Extract every line from the records below that contains the word "match".

Data for analysis:
+++++

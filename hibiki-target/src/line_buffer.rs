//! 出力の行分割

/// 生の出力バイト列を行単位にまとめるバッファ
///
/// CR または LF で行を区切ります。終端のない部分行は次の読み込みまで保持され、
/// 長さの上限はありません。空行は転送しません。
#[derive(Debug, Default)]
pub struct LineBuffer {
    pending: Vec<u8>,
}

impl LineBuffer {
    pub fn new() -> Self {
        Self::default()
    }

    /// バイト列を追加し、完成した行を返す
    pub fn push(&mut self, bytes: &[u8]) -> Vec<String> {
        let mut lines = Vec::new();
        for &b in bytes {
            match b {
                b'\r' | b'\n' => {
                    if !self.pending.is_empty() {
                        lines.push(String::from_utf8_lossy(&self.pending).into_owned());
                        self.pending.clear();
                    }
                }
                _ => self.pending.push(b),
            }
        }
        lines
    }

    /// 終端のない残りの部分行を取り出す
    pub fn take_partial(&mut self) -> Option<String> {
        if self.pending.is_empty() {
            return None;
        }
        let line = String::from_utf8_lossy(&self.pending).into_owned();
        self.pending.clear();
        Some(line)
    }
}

+++++

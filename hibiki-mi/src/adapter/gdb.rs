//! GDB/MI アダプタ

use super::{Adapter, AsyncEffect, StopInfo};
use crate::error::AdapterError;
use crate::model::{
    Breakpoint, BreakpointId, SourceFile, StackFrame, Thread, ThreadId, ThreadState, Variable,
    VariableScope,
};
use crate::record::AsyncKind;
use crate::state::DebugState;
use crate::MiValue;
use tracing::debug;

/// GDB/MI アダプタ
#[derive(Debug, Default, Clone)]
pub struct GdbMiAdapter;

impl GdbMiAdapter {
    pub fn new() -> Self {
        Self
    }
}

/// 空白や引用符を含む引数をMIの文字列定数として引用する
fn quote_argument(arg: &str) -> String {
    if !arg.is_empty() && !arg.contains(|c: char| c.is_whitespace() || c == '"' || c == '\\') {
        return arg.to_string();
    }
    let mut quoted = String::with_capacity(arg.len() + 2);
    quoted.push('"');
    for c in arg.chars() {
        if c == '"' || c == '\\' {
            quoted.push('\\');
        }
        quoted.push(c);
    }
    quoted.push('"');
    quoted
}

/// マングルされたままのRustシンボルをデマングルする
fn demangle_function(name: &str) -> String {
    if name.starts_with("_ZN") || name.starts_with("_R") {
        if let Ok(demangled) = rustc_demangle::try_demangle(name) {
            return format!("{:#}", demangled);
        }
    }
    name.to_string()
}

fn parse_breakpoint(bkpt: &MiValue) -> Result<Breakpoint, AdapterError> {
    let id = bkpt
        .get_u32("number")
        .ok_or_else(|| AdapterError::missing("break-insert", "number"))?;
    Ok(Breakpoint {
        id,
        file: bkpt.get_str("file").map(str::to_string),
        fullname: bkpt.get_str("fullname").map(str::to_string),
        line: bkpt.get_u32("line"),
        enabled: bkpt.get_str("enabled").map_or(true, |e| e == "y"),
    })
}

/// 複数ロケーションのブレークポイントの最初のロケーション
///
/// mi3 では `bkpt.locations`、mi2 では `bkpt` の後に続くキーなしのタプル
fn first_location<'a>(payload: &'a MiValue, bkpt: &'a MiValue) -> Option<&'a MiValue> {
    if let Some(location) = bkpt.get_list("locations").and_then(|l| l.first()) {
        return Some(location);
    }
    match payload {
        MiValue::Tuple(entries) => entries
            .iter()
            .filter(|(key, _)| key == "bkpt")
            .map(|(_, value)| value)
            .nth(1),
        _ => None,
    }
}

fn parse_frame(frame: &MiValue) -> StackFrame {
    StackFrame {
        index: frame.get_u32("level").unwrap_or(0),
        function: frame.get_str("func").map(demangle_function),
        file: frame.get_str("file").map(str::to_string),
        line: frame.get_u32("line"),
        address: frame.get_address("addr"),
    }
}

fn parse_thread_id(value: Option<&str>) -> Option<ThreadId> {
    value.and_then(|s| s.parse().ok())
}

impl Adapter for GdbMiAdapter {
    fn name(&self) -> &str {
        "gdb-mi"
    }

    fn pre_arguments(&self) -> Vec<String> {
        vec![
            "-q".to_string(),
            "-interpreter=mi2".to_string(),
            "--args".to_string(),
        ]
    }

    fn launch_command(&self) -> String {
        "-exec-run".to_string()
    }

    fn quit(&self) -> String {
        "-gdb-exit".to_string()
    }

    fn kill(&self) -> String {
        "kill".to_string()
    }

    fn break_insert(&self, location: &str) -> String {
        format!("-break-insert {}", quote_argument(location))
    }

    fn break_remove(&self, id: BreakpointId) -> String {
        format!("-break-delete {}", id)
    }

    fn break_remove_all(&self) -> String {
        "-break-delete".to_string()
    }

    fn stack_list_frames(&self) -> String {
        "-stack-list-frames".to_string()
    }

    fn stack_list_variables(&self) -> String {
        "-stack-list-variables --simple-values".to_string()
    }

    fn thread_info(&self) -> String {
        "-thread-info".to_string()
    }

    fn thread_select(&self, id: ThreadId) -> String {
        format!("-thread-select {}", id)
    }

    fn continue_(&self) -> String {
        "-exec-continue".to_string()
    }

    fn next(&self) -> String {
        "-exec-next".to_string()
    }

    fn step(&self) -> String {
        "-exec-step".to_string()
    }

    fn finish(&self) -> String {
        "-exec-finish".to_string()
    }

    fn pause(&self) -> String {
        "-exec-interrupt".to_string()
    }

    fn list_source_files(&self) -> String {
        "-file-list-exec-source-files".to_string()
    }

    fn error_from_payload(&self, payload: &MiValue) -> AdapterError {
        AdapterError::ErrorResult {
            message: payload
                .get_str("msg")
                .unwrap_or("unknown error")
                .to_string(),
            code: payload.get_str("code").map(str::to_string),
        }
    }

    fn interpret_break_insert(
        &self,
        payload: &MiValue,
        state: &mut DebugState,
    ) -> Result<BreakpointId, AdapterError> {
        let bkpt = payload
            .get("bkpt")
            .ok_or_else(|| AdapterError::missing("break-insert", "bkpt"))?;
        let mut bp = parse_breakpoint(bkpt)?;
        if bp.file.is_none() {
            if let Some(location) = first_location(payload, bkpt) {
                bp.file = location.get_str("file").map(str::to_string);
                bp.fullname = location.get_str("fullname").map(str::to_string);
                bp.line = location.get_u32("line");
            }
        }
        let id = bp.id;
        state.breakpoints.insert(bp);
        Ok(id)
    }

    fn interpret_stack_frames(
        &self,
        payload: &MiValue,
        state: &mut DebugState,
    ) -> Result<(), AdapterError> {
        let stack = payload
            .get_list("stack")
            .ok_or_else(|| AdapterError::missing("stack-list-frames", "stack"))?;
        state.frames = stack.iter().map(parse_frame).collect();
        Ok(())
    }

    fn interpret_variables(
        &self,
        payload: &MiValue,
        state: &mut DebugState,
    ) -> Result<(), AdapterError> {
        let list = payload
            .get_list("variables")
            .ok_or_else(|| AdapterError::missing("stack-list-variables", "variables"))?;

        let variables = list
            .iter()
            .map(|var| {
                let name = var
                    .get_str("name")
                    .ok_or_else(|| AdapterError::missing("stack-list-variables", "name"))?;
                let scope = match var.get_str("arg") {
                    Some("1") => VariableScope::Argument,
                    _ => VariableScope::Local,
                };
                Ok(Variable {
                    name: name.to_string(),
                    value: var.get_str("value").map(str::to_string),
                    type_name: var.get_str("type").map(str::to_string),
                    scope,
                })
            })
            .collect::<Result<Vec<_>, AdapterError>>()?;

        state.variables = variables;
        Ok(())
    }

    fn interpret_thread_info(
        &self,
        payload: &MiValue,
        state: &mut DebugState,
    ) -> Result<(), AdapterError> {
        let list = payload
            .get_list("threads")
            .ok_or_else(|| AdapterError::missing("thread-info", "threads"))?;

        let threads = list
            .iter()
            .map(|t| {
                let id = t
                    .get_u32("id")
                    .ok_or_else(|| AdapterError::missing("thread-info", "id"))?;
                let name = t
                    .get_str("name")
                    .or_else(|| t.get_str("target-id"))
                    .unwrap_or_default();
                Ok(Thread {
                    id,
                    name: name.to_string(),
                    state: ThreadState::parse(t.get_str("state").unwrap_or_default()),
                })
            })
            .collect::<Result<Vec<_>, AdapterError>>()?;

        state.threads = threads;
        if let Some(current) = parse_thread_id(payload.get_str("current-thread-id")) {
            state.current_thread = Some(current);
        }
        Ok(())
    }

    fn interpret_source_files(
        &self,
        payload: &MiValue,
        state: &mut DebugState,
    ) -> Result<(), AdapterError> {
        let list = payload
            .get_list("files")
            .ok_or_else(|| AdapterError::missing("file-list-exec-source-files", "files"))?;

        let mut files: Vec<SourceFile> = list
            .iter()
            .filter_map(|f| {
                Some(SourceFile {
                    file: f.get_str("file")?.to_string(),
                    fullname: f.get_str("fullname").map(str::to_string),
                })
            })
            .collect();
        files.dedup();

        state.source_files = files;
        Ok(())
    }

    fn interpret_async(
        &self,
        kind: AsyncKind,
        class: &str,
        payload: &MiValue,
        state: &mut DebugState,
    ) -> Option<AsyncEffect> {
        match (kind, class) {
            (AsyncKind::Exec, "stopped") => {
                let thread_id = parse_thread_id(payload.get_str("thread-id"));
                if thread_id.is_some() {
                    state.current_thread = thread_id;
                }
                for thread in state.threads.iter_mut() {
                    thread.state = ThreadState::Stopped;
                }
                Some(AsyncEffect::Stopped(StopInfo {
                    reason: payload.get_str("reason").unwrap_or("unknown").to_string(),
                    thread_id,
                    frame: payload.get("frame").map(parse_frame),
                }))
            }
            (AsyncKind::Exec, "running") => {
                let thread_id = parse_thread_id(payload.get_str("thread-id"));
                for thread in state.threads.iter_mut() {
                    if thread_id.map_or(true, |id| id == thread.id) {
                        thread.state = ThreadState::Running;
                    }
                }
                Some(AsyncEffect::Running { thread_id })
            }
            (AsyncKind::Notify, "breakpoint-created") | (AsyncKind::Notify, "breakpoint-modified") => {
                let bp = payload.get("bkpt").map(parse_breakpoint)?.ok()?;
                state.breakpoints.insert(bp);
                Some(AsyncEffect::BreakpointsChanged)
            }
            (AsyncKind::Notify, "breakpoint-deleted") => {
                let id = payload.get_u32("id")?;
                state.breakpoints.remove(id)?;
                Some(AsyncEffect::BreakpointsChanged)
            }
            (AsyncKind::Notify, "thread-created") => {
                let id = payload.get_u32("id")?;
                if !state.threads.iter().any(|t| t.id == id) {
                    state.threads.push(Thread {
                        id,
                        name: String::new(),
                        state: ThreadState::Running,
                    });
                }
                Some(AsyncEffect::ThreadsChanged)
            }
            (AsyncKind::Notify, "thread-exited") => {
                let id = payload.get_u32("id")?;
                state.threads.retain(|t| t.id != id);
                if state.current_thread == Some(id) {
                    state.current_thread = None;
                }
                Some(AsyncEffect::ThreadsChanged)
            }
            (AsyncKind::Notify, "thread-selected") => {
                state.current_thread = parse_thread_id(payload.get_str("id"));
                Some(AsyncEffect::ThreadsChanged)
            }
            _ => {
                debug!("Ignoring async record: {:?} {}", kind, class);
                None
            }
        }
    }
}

+++++

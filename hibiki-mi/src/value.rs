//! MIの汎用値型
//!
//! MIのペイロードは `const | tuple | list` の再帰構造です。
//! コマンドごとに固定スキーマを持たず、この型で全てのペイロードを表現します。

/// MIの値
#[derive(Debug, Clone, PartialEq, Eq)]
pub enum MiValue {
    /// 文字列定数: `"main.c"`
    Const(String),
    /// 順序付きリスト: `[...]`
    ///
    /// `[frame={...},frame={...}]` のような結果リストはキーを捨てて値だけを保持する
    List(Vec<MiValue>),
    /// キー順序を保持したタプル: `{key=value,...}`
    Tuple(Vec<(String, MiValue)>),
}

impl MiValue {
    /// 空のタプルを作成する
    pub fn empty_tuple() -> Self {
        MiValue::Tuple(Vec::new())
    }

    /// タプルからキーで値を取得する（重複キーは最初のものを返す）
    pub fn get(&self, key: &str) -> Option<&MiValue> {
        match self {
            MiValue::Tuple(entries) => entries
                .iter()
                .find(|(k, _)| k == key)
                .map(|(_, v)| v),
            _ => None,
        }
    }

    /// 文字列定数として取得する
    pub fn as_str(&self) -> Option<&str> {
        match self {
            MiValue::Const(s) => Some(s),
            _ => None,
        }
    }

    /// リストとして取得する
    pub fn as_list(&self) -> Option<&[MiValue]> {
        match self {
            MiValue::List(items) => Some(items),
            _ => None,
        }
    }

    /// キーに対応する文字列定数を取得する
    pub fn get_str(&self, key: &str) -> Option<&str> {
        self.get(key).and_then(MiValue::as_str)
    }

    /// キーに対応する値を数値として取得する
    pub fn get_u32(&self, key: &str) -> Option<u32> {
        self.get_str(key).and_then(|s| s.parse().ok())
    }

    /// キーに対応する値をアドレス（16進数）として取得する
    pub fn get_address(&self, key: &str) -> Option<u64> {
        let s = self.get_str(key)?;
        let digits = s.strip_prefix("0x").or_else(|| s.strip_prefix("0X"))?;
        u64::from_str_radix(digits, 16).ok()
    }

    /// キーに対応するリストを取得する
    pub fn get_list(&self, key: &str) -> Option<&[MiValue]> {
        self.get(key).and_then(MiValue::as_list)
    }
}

+++++

Solution:
            match b {
    match payload {
                let scope = match var.get_str("arg") {
        match (kind, class) {
        match self {
        match self {
        match self {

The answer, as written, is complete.